►

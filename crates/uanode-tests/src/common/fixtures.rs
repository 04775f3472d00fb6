// SPDX-License-Identifier: PolyForm-Noncommercial-1.0.0
// Copyright (c) 2025 Sylvex. All rights reserved.

//! # Test Fixtures
//!
//! Pre-built configurations, host snapshots, certificates and client
//! options. Every fixture binds loopback addresses and disables the value
//! simulator so that reads are deterministic.

use std::path::Path;
use std::sync::Arc;
use std::time::Duration;

use chrono::Utc;
use uanode_client::ConnectionOptions;
use uanode_config::{UaNodeConfig, UserAccount};
use uanode_core::address_space::{FixedHostInfo, HostSnapshot};
use uanode_core::protocol::PeerCertificate;
use uanode_core::retry::ConnectionStrategy;
use uanode_core::types::{SecurityMode, SecurityPair, SecurityPolicy, UserIdentity};

// =============================================================================
// Configuration Fixtures
// =============================================================================

/// Pre-built server configurations.
pub struct ConfigFixtures;

impl ConfigFixtures {
    /// Unsecured anonymous server with a 10 second session timeout.
    pub fn server() -> UaNodeConfig {
        let mut config = UaNodeConfig::default();
        config.server.host = "127.0.0.1".to_string();
        config.server.hostname_in_url = "127.0.0.1".to_string();
        config.server.session_timeout = Duration::from_secs(10);
        config.server.sweep_interval = Duration::from_secs(1);
        config.variables.simulation_enabled = false;
        config
    }

    /// Advertises `None/None` and `SignAndEncrypt/Basic256Sha256`.
    pub fn secured(pki_dir: &Path, reject_unauthorized: bool) -> UaNodeConfig {
        let mut config = Self::server();
        config.security.endpoints = vec![SecurityPair::none(), Self::secure_pair()];
        config.security.pki_dir = pki_dir.to_path_buf();
        config.security.reject_unauthorized = reject_unauthorized;
        config
    }

    /// Anonymous access disabled, one `operator` account.
    pub fn with_users() -> UaNodeConfig {
        let mut config = Self::server();
        config.security.allow_anonymous = false;
        config.security.users = vec![UserAccount {
            username: "operator".to_string(),
            password: "secret".to_string(),
        }];
        config
    }

    /// The signing pair of [`secured`](Self::secured).
    pub fn secure_pair() -> SecurityPair {
        SecurityPair::new(SecurityMode::SignAndEncrypt, SecurityPolicy::Basic256Sha256)
    }
}

// =============================================================================
// Host Fixtures
// =============================================================================

/// Fixed host snapshots for the computed variables.
pub struct HostFixtures;

impl HostFixtures {
    /// Host name reported by [`host_info`](Self::host_info).
    pub const HOSTNAME: &'static str = "test-host";

    /// Uptime reported by [`host_info`](Self::host_info), in seconds.
    pub const UPTIME_SECS: u64 = 3600;

    /// Load average reported by [`host_info`](Self::host_info).
    pub const LOAD_AVERAGE: f64 = 0.5;

    /// The fixed snapshot.
    pub fn snapshot() -> HostSnapshot {
        HostSnapshot {
            hostname: Self::HOSTNAME.to_string(),
            process_uptime: Duration::from_secs(Self::UPTIME_SECS),
            load_average_1m: Self::LOAD_AVERAGE,
        }
    }

    /// A provider that always returns [`snapshot`](Self::snapshot).
    pub fn host_info() -> Arc<FixedHostInfo> {
        Arc::new(FixedHostInfo::new(Self::snapshot()))
    }
}

// =============================================================================
// Certificate Fixtures
// =============================================================================

/// Client certificates with controlled validity windows.
pub struct CertificateFixtures;

impl CertificateFixtures {
    /// Valid from yesterday until next month.
    pub fn valid(der: &[u8]) -> PeerCertificate {
        let now = Utc::now();
        PeerCertificate {
            der: der.to_vec(),
            subject: "CN=uanode test client".to_string(),
            not_before: now - chrono::Duration::days(1),
            not_after: now + chrono::Duration::days(30),
        }
    }

    /// Expired yesterday.
    pub fn expired(der: &[u8]) -> PeerCertificate {
        let now = Utc::now();
        PeerCertificate {
            der: der.to_vec(),
            subject: "CN=uanode expired client".to_string(),
            not_before: now - chrono::Duration::days(400),
            not_after: now - chrono::Duration::days(1),
        }
    }
}

// =============================================================================
// Client Fixtures
// =============================================================================

/// Client connection options.
pub struct ClientFixtures;

impl ClientFixtures {
    /// Anonymous, unsecured, three attempts with short delays.
    pub fn options(endpoint_url: impl Into<String>) -> ConnectionOptions {
        ConnectionOptions::new(endpoint_url)
            .with_strategy(Self::fast_strategy())
            .with_request_timeout(Duration::from_secs(2))
    }

    /// Like [`options`](Self::options) but authenticating as `username`.
    pub fn user_options(
        endpoint_url: impl Into<String>,
        username: &str,
        password: &str,
    ) -> ConnectionOptions {
        Self::options(endpoint_url).with_identity(UserIdentity::user_name(username, password))
    }

    /// Three attempts, 10 ms initial delay, 40 ms cap.
    pub fn fast_strategy() -> ConnectionStrategy {
        ConnectionStrategy::new(3, Duration::from_millis(10), Duration::from_millis(40))
    }
}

◄

_WHAT YOU NEED TO DO_. Looking at the data above, write out exactly the lines that start at the one containing "controlled validity windows." and end at the one containing "ConnectionOptions::new(endpoint_url)"; include both and nothing beyond.

_SOLUTION TO THE PROBLEM_.
/// Client certificates with controlled validity windows.
pub struct CertificateFixtures;

impl CertificateFixtures {
    /// Valid from yesterday until next month.
    pub fn valid(der: &[u8]) -> PeerCertificate {
        let now = Utc::now();
        PeerCertificate {
            der: der.to_vec(),
            subject: "CN=uanode test client".to_string(),
            not_before: now - chrono::Duration::days(1),
            not_after: now + chrono::Duration::days(30),
        }
    }

    /// Expired yesterday.
    pub fn expired(der: &[u8]) -> PeerCertificate {
        let now = Utc::now();
        PeerCertificate {
            der: der.to_vec(),
            subject: "CN=uanode expired client".to_string(),
            not_before: now - chrono::Duration::days(400),
            not_after: now - chrono::Duration::days(1),
        }
    }
}

// =============================================================================
// Client Fixtures
// =============================================================================

/// Client connection options.
pub struct ClientFixtures;

impl ClientFixtures {
    /// Anonymous, unsecured, three attempts with short delays.
    pub fn options(endpoint_url: impl Into<String>) -> ConnectionOptions {
        ConnectionOptions::new(endpoint_url)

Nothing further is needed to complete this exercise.